API and EIA Reports Tell the Market Whether the Barrels Actually Arrived

API and EIA inventory data land early in the week. Commercial crude stocks have been drawing consistently for weeks. The question now is whether those draws continue with more tankers clearing the Strait or whether the returning Middle East supply shows up as a smaller draw or a build.

A build this week would be the first confirmation that the barrels coming back through the Strait are actually reaching the physical market. Large draws continuing despite the improved shipping flows would tell a different story and one the bears do not want to hear while both contracts are sitting on their 52-week moving averages.

Thursday’s Payrolls Report Is the Demand Side Variable

The June nonfarm payrolls report arrives Thursday morning in a holiday-shortened session. Strong hiring and solid wage growth would point to an economy still consuming fuel at a healthy pace. That supports crude from the demand side regardless of what the supply picture is doing.

A weak number raises questions about whether fuel consumption holds up through the rest of the summer. Slower growth means fewer miles driven, less industrial activity, and reduced jet fuel demand. Crude does not need a recession to sell on a soft jobs print. It just needs the demand growth assumption to weaken.

The report interacts with whatever the inventory data said earlier in the week. Strong draws followed by strong payrolls would be the most bullish combination for crude heading into the long weekend. A build followed by a miss on payrolls would be the worst.

OPEC+ Production Increases Are Coming Into Focus

Recent decisions by OPEC+ members to gradually raise production targets are adding to the supply side of the equation. Many countries faced constraints from the regional disruptions but as those ease, actual output starts moving toward the higher targets. Any signs this week that production is increasing faster than expected would add supply into a market that is already absorbing returning Middle East barrels.

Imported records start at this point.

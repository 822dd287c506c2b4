//! JWT token utilities for authentication and account actions.
//!
//! Provides access token creation and validation, opaque refresh token
//! generation, and signed one-off tokens for account activation and password
//! resets.

use chrono::{DateTime, Duration, Utc};
use jsonwebtoken::{
    Algorithm, DecodingKey, EncodingKey, Header, Validation, decode, encode, errors::ErrorKind,
};
use rand::RngCore;
use serde::{Deserialize, Serialize};

use crate::config::JwtConfig;
use crate::database::models::User;
use crate::errors::ServiceError;

/// Access token claims.
#[derive(Debug, Serialize, Deserialize, Clone, PartialEq)]
#[serde(rename_all = "camelCase")]
pub struct Claims {
    /// User ID
    pub sub: String,
    pub username: String,
    pub email: String,
    /// Token expiration timestamp
    pub exp: i64,
    /// Token issued at timestamp
    pub iat: i64,
    /// Issue time of the first token in a refresh chain
    pub orig_iat: i64,
}

impl Claims {
    pub fn user_id(&self) -> Result<i64, ServiceError> {
        self.sub
            .parse::<i64>()
            .map_err(|_| ServiceError::invalid_token("Invalid token subject"))
    }

    pub fn expires_at(&self) -> DateTime<Utc> {
        DateTime::from_timestamp(self.exp, 0).unwrap_or_else(Utc::now)
    }
}

/// What a one-off account token authorizes.
#[derive(Debug, Serialize, Deserialize, Clone, Copy, PartialEq, Eq)]
#[serde(rename_all = "snake_case")]
pub enum TokenAction {
    Activation,
    PasswordReset,
    PasswordSet,
}

/// Claims of activation / password reset tokens.
#[derive(Debug, Serialize, Deserialize, Clone)]
pub struct ActionClaims {
    /// Email of the account the token was issued for
    pub sub: String,
    pub action: TokenAction,
    pub exp: i64,
    pub iat: i64,
}

/// An issued access token together with its decoded payload.
#[derive(Debug, Clone)]
pub struct IssuedToken {
    pub token: String,
    pub claims: Claims,
}

/// JWT token utility for creating and validating tokens
#[derive(Clone)]
pub struct JwtUtils {
    encoding_key: EncodingKey,
    decoding_key: DecodingKey,
    validation: Validation,
    config: JwtConfig,
}

impl JwtUtils {
    /// Create a new JwtUtils instance signing with `secret`.
    pub fn new(secret: &str, config: JwtConfig) -> Self {
        let encoding_key = EncodingKey::from_secret(secret.as_bytes());
        let decoding_key = DecodingKey::from_secret(secret.as_bytes());

        let mut validation = Validation::new(Algorithm::HS256);
        validation.validate_exp = true;
        validation.leeway = 0;

        JwtUtils {
            encoding_key,
            decoding_key,
            validation,
            config,
        }
    }

    /// Access token lifetime in seconds.
    pub fn access_token_lifetime(&self) -> i64 {
        self.config.expiration_seconds
    }

    /// Refresh token lifetime in seconds.
    pub fn refresh_token_lifetime(&self) -> i64 {
        self.config.refresh_expiration_seconds
    }

    /// Generate a new access token for `user`.
    ///
    /// `orig_iat` carries the issue time of the login that started the chain;
    /// pass `None` on a fresh login.
    pub fn generate_token(
        &self,
        user: &User,
        orig_iat: Option<i64>,
    ) -> Result<IssuedToken, ServiceError> {
        let now = Utc::now();
        let exp = now + Duration::seconds(self.config.expiration_seconds);

        let claims = Claims {
            sub: user.id.to_string(),
            username: user.username.clone(),
            email: user.email.clone(),
            exp: exp.timestamp(),
            iat: now.timestamp(),
            orig_iat: orig_iat.unwrap_or_else(|| now.timestamp()),
        };

        let token = encode(&Header::default(), &claims, &self.encoding_key)
            .map_err(|e| ServiceError::internal_error(format!("Token generation failed: {e}")))?;

        Ok(IssuedToken { token, claims })
    }

    /// Validate and decode an access token
    pub fn validate_token(&self, token: &str) -> Result<Claims, ServiceError> {
        decode::<Claims>(token, &self.decoding_key, &self.validation)
            .map(|token_data| token_data.claims)
            .map_err(map_decode_error)
    }

    /// Generate an opaque refresh token value and its expiry.
    ///
    /// Refresh tokens are random 40-character hex strings persisted in the
    /// database, so they can be revoked individually.
    pub fn generate_refresh_token(&self) -> (String, DateTime<Utc>) {
        let mut bytes = [0u8; 20];
        rand::thread_rng().fill_bytes(&mut bytes);
        let expires_at = Utc::now() + Duration::seconds(self.config.refresh_expiration_seconds);
        (hex::encode(bytes), expires_at)
    }

    /// Sign a one-off token for `email` authorizing `action`.
    pub fn generate_action_token(
        &self,
        email: &str,
        action: TokenAction,
    ) -> Result<String, ServiceError> {
        let now = Utc::now();
        let claims = ActionClaims {
            sub: email.to_string(),
            action,
            exp: (now + Duration::seconds(self.config.action_token_expiration_seconds))
                .timestamp(),
            iat: now.timestamp(),
        };

        encode(&Header::default(), &claims, &self.encoding_key)
            .map_err(|e| ServiceError::internal_error(format!("Token generation failed: {e}")))
    }

    /// Validate a one-off token and check it was issued for `action`.
    ///
    /// # Returns
    /// The email the token was issued for
    pub fn validate_action_token(
        &self,
        token: &str,
        action: TokenAction,
    ) -> Result<String, ServiceError> {
        let claims = decode::<ActionClaims>(token, &self.decoding_key, &self.validation)
            .map(|token_data| token_data.claims)
            .map_err(map_decode_error)?;

        if claims.action != action {
            return Err(ServiceError::invalid_token("Invalid token"));
        }

        Ok(claims.sub)
    }
}

fn map_decode_error(error: jsonwebtoken::errors::Error) -> ServiceError {
    match error.kind() {
        ErrorKind::ExpiredSignature => ServiceError::expired_token("Token has expired"),
        _ => ServiceError::invalid_token("Invalid token"),
    }
}

#[cfg(test)]
mod tests {
    use super::*;
    use crate::errors::TokenErrorKind;

    fn jwt(expiration_seconds: i64) -> JwtUtils {
        JwtUtils::new(
            "test-secret",
            JwtConfig {
                expiration_seconds,
                refresh_expiration_seconds: 7 * 24 * 60 * 60,
                action_token_expiration_seconds: 60 * 60,
            },
        )
    }

    fn user() -> User {
        User {
            id: 7,
            email: "test@example.com".to_string(),
            username: "testuser".to_string(),
            password_hash: String::new(),
            first_name: String::new(),
            last_name: String::new(),
            is_active: true,
            is_verified: true,
            is_staff: false,
            date_joined: Utc::now(),
            last_login: None,
            updated_at: Utc::now(),
        }
    }

    #[test]
    fn test_access_token_round_trip() {
        let jwt = jwt(900);
        let issued = jwt.generate_token(&user(), None).unwrap();
        let claims = jwt.validate_token(&issued.token).unwrap();

        assert_eq!(claims, issued.claims);
        assert_eq!(claims.user_id().unwrap(), 7);
        assert_eq!(claims.orig_iat, claims.iat);
    }

    #[test]
    fn test_expired_access_token() {
        let jwt = jwt(-60);
        let issued = jwt.generate_token(&user(), None).unwrap();

        match jwt.validate_token(&issued.token) {
            Err(ServiceError::Token { kind, .. }) => assert_eq!(kind, TokenErrorKind::Expired),
            other => panic!("expected expired token error, got {other:?}"),
        }
    }

    #[test]
    fn test_token_signed_with_other_secret_is_rejected() {
        let issued = jwt(900).generate_token(&user(), None).unwrap();
        let other = JwtUtils::new(
            "another-secret",
            JwtConfig {
                expiration_seconds: 900,
                refresh_expiration_seconds: 60,
                action_token_expiration_seconds: 60,
            },
        );

        assert!(matches!(
            other.validate_token(&issued.token),
            Err(ServiceError::Token {
                kind: TokenErrorKind::Invalid,
                ..
            })
        ));
    }

    #[test]
    fn test_action_token_is_bound_to_action() {
        let jwt = jwt(900);
        let token = jwt
            .generate_action_token("test@example.com", TokenAction::Activation)
            .unwrap();

        assert_eq!(
            jwt.validate_action_token(&token, TokenAction::Activation)
                .unwrap(),
            "test@example.com"
        );
        assert!(
            jwt.validate_action_token(&token, TokenAction::PasswordReset)
                .is_err()
        );
    }

    #[test]
    fn test_refresh_tokens_are_unique_hex() {
        let jwt = jwt(900);
        let (first, expires_at) = jwt.generate_refresh_token();
        let (second, _) = jwt.generate_refresh_token();

        assert_eq!(first.len(), 40);
        assert!(first.chars().all(|c| c.is_ascii_hexdigit()));
        assert_ne!(first, second);
        assert!(expires_at > Utc::now());
    }
}
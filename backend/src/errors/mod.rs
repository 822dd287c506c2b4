//! Global application error types and handlers.
//!
//! This module defines custom error types that are used across the entire
//! backend application and provides mechanisms for consistent error handling
//! and response formatting.

use thiserror::Error;

/// Reasons a presented token is rejected.
#[derive(Debug, Clone, Copy, PartialEq, Eq)]
pub enum TokenErrorKind {
    Invalid,
    Expired,
    Revoked,
}

/// Generic service error that can be used across all entities
#[derive(Debug, Error)]
pub enum ServiceError {
    #[error("Validation error: {message}")]
    Validation { message: String },

    #[error("{entity} not found: {identifier}")]
    NotFound { entity: String, identifier: String },

    #[error("{message}")]
    AlreadyExists { message: String },

    #[error("Authentication required: {message}")]
    Unauthenticated { message: String },

    #[error("Permission denied: {message}")]
    PermissionDenied { message: String },

    #[error("Invalid operation: {message}")]
    InvalidOperation { message: String },

    #[error("{message}")]
    Token {
        kind: TokenErrorKind,
        message: String,
    },

    #[error("Database error: {source}")]
    Database {
        #[from]
        source: anyhow::Error,
    },

    #[error("External service error: {message}")]
    ExternalService { message: String },

    #[error("Internal error: {message}")]
    InternalError { message: String },
}

pub type ServiceResult<T> = Result<T, ServiceError>;

impl ServiceError {
    // Helper constructors for common patterns

    pub fn validation(message: impl Into<String>) -> Self {
        Self::Validation {
            message: message.into(),
        }
    }

    pub fn not_found(entity: impl Into<String>, identifier: impl ToString) -> Self {
        Self::NotFound {
            entity: entity.into(),
            identifier: identifier.to_string(),
        }
    }

    pub fn already_exists(message: impl Into<String>) -> Self {
        Self::AlreadyExists {
            message: message.into(),
        }
    }

    pub fn unauthenticated(message: impl Into<String>) -> Self {
        Self::Unauthenticated {
            message: message.into(),
        }
    }

    pub fn permission_denied(message: impl Into<String>) -> Self {
        Self::PermissionDenied {
            message: message.into(),
        }
    }

    pub fn invalid_operation(message: impl Into<String>) -> Self {
        Self::InvalidOperation {
            message: message.into(),
        }
    }

    pub fn invalid_token(message: impl Into<String>) -> Self {
        Self::Token {
            kind: TokenErrorKind::Invalid,
            message: message.into(),
        }
    }

    pub fn expired_token(message: impl Into<String>) -> Self {
        Self::Token {
            kind: TokenErrorKind::Expired,
            message: message.into(),
        }
    }

    pub fn revoked_token(message: impl Into<String>) -> Self {
        Self::Token {
            kind: TokenErrorKind::Revoked,
            message: message.into(),
        }
    }

    pub fn external_service(message: impl Into<String>) -> Self {
        Self::ExternalService {
            message: message.into(),
        }
    }

    pub fn internal_error(message: impl Into<String>) -> Self {
        Self::InternalError {
            message: message.into(),
        }
    }

    /// Flattens `validator` errors into a single "field: message" list.
    pub fn from_validation_errors(errors: validator::ValidationErrors) -> Self {
        let mut messages: Vec<String> = errors
            .field_errors()
            .into_iter()
            .flat_map(|(field, errors)| {
                errors.iter().map(move |error| {
                    format!(
                        "{}: {}",
                        field,
                        error.message.as_ref().unwrap_or(&"Invalid value".into())
                    )
                })
            })
            .collect();
        messages.sort();

        Self::validation(messages.join(", "))
    }
}

/// The `table.column` a failed UNIQUE constraint names, when `error` wraps one.
pub fn unique_violation(error: &anyhow::Error) -> Option<String> {
    match error.downcast_ref::<sqlx::Error>() {
        Some(sqlx::Error::Database(db)) if db.is_unique_violation() => db
            .message()
            .rsplit(": ")
            .next()
            .map(|target| target.trim().to_string()),
        _ => None,
    }
}

impl From<sqlx::Error> for ServiceError {
    fn from(error: sqlx::Error) -> Self {
        Self::Database {
            source: error.into(),
        }
    }
}

#[cfg(test)]
mod tests {
    use super::*;
    use validator::Validate;

    #[derive(Validate)]
    struct Sample {
        #[validate(length(min = 3, message = "Too short"))]
        name: String,
    }

    #[test]
    fn test_validation_errors_are_flattened() {
        let errors = Sample {
            name: "ab".to_string(),
        }
        .validate()
        .unwrap_err();

        let error = ServiceError::from_validation_errors(errors);
        assert_eq!(error.to_string(), "Validation error: name: Too short");
    }

    #[test]
    fn test_display_messages() {
        assert_eq!(
            ServiceError::not_found("Movie", 42).to_string(),
            "Movie not found: 42"
        );
        assert_eq!(
            ServiceError::already_exists("Email already exists").to_string(),
            "Email already exists"
        );
        assert_eq!(
            ServiceError::revoked_token("Token has been revoked").to_string(),
            "Token has been revoked"
        );
    }
}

The summer driving season is providing a modest offset. Gasoline demand typically rises through July as U.S. travel picks up. That seasonal tailwind shows up in refinery runs and product demand. It is real but it is not large enough on its own to overcome a supply increase from both returning Strait flows and rising OPEC+ output.

What to Watch

The 52-week moving averages on both contracts are the decision point this week. WTI at $68.48 and Brent at $72.19. Every driver this week either supports those levels or breaks them.

Strait of Hormuz headlines determine whether the supply that came back stays or goes. API and EIA inventory data early in the week tells the market whether the physical barrels are actually reaching storage or being consumed. Thursday’s payrolls report adds the demand side.

All of it compressed into a holiday week where the desks thin out Thursday afternoon and do not come back until Monday. The 52-week moving averages have held so far. Whether they hold through this week depends on which side of the geopolitical and economic picture gets confirmed first.